Many challenges arise in the RO membrane water treatment process. For the feed spacer component, the critical issues are:
- Pressure drop — balancing turbulence promotion against frictional losses
- Membrane damage during winding
- Biofouling and scaling during operation
- Smoothness of the netting (spacer) material
Pressure drop has a direct impact on the power consumption of the RO process. Studying the balance between turbulence promotion and frictional losses has led to the development of new, and different, structural configuration of the feed spacer used in RO element construction. This article discusses the development effort to improve pressure drop performance.
Feed spacers, pressure drop & power consumption
Feed spacers are manufactured from polymeric materials and optimized to maintain stable performance of membrane
elements in a range of feed water composition and process parameters. The configurations of a feed channel with feed spacer are shown schematically in Figure 2. The feed channel, shown in unwrapped configuration, forms a rectangular opening of typically 0.7 to 0.86 millimeters in height. The presence of spacer or netting strands in the feed channel means that the actual cross section area open to the feed flow is smaller than the geometric cross section.
The feed spacer has filaments or strands positioned in a biplanar orientation. The biplanar characteristic causes the feed stream to change flow direction as it flows above and below the subsequent filaments, promoting turbulence of the feed stream. The need for turbulence in the feed stream is related to a phenomena known as concentration polarization, which is common to all cross-flow membrane processes. As the feedwater and dissolved salts flow parallel to the membrane surface, only a fraction of the feedwater passes through the membrane as permeate, leaving the dissolved ions to accumulate at the membrane surface and limiting membrane performance. The feed spacer-induced turbulence reduces the extent of concentrate polarization. However, the induced turbulence increases friction in the feed channel, which is translated into pressure drop of the feed stream between the element feed and exit points.

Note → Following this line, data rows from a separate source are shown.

/*
 * Copyright 2025 Security Union LLC
 *
 * Licensed under either of
 *
 * * Apache License, Version 2.0
 *   (http://www.apache.org/licenses/LICENSE-2.0)
 * * MIT license
 *   (http://opensource.org/licenses/MIT)
 *
 * at your option.
 */

//! The seam between view-models and the catalog backend.

use std::future::Future;

use agency_client::{ApiError, CatalogApiClient};
use agency_types::ResourceRequest;
use serde::de::DeserializeOwned;

/// Anything that can fetch a normalized catalog payload.
///
/// Implemented by [`CatalogApiClient`]; tests substitute scripted sources.
///
/// The request is taken by value so a fetch can be started before the
/// caller's borrow of it ends.
pub trait CatalogSource {
    fn fetch_resource<T: DeserializeOwned + Send>(
        &self,
        request: ResourceRequest,
    ) -> impl Future<Output = Result<Vec<T>, ApiError>> + Send;
}

impl CatalogSource for CatalogApiClient {
    fn fetch_resource<T: DeserializeOwned + Send>(
        &self,
        request: ResourceRequest,
    ) -> impl Future<Output = Result<Vec<T>, ApiError>> + Send {
        async move { self.fetch(&request).await }
    }
}
/*
 * Copyright 2025 Security Union LLC
 *
 * Licensed under either of
 *
 * * Apache License, Version 2.0
 *   (http://www.apache.org/licenses/LICENSE-2.0)
 * * MIT license
 *   (http://opensource.org/licenses/MIT)
 *
 * at your option.
 */

//! `list`, `categories` and `show`.

use agency_client::CatalogApiClient;
use agency_types::{Blog, Career, CaseStudy, CatalogItem, Portfolio, Product, Resource, Service};
use agency_views::filter::{self, ALL_CATEGORIES};
use agency_views::{FilterCriteria, Phase, RemoteCollection};
use anyhow::bail;
use serde::de::DeserializeOwned;
use tracing::debug;

use crate::cli_args::{Categories, List, Show};
use crate::render;

/// Call `$func::<T>` with the item type that belongs to `$resource`.
macro_rules! with_item_type {
    ($resource:expr, $func:ident, $($arg:expr),*) => {
        match $resource {
            Resource::Blogs => $func::<Blog>($($arg),*).await,
            Resource::Portfolio => $func::<Portfolio>($($arg),*).await,
            Resource::Products => $func::<Product>($($arg),*).await,
            Resource::Services => $func::<Service>($($arg),*).await,
            Resource::CaseStudies => $func::<CaseStudy>($($arg),*).await,
            Resource::Careers => $func::<Career>($($arg),*).await,
        }
    };
}

pub async fn list(client: &CatalogApiClient, args: &List) -> anyhow::Result<()> {
    with_item_type!(args.resource.0, list_as, client, args)
}

pub async fn categories(client: &CatalogApiClient, args: &Categories) -> anyhow::Result<()> {
    with_item_type!(args.resource.0, categories_as, client)
}

pub async fn show(client: &CatalogApiClient, args: &Show) -> anyhow::Result<()> {
    with_item_type!(args.resource.0, show_as, client, &args.id)
}

/// Turn a failed or unfinished load into an error carrying the view's
/// message.
pub fn ensure_loaded<T>(page: &RemoteCollection<T>) -> anyhow::Result<()> {
    match page.phase() {
        Phase::Success => Ok(()),
        Phase::Error => bail!(page.error().unwrap_or_default()),
        phase => bail!("request did not complete ({phase:?})"),
    }
}

async fn list_as<T>(client: &CatalogApiClient, args: &List) -> anyhow::Result<()>
where
    T: CatalogItem + DeserializeOwned + Send + Clone,
{
    let page: RemoteCollection<T> = RemoteCollection::new();
    page.load_all(client).await;
    ensure_loaded(&page)?;

    let criteria = FilterCriteria::new(args.category.as_str(), args.query.clone());
    debug!("filtering {} with {criteria:?}", T::RESOURCE);
    let view = page.view(&criteria);
    if view.is_empty() {
        println!("No {} match.", T::RESOURCE.label());
        return Ok(());
    }

    if args.featured {
        let refs: Vec<&T> = view.iter().collect();
        if let Some(item) = filter::featured(&refs) {
            println!("Featured: {}\n", item.title());
        }
    }

    let shown = filter::preview(&view, args.limit.unwrap_or(view.len()));
    for item in shown {
        println!("{}", render::item_line(item));
    }
    if shown.len() < view.len() {
        println!("... and {} more", view.len() - shown.len());
    }
    Ok(())
}

async fn categories_as<T>(client: &CatalogApiClient) -> anyhow::Result<()>
where
    T: CatalogItem + DeserializeOwned + Send + Clone,
{
    let page: RemoteCollection<T> = RemoteCollection::new();
    page.load_all(client).await;
    ensure_loaded(&page)?;

    let counts = page.with_state(|state| filter::category_counts(state.payload()));
    println!("{ALL_CATEGORIES} ({})", page.payload().len());
    for (label, count) in counts {
        println!("{label} ({count})");
    }
    Ok(())
}

async fn show_as<T>(client: &CatalogApiClient, id: &str) -> anyhow::Result<()>
where
    T: CatalogItem + DeserializeOwned + Send + Clone,
{
    let page: RemoteCollection<T> = RemoteCollection::new();
    page.load_item(client, id).await;
    ensure_loaded(&page)?;

    match page.item() {
        Some(item) => print!("{}", render::item_detail(&item)),
        None => bail!("Failed to fetch {}", T::RESOURCE.item_label()),
    }
    Ok(())
}

#[cfg(test)]
mod tests {
    use super::*;

    #[test]
    fn unloaded_collection_is_an_error() {
        let page: RemoteCollection<Blog> = RemoteCollection::new();
        let err = ensure_loaded(&page).unwrap_err();
        assert!(err.to_string().contains("Idle"));
    }
}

After much experimentation and hydraulic modelling, the configuration of feed spacers for RO applications has evolved into a biplanar net with square or rhomboid openings, commonly known as diamond netting. The spacer is positioned in the feed channel with net filaments at an angle of about 45° to the direction of the feed flow (see Figure 3). This configuration results in acceptable trade-off of sufficient turbulence and mixing the feed stream without excessive pressure drop.
It is well known that very clean feedwater with low concentration of suspended matter is required for stable operation of RO membrane units. If the feed channel is clean without particles that could block the feed water flow, the pressure drop across a single RO element is about 0.1 to 0.2 bar. In RO systems, membrane elements operate while enclosed in a pressure vessel. A single pressure vessel usually contains six to eight membrane elements operating in series. Therefore, the combined pressure drop along a pressure vessel is from 0.6 to 1.5 bar. In brackish applications, the RO systems are mainly configured as two-stage systems, such that the combined pressure drop will be frequently in the range of 1.5 to 3 bar.
The friction losses (or pressure drop) in the membrane element feed channels contribute to overall energy usage of the RO unit. Each bar of pressure drop is equivalent to additional energy usage of about 0.025 kilowatt-hour per cubic meter of product water produced, based on the typical efficiencies of feed pumps and motors. Accordingly, the configuration of the feed spacer must provide sufficient turbulence and mixing in the area adjacent to the membrane surface without significant increase of pressure drop in the feed channel.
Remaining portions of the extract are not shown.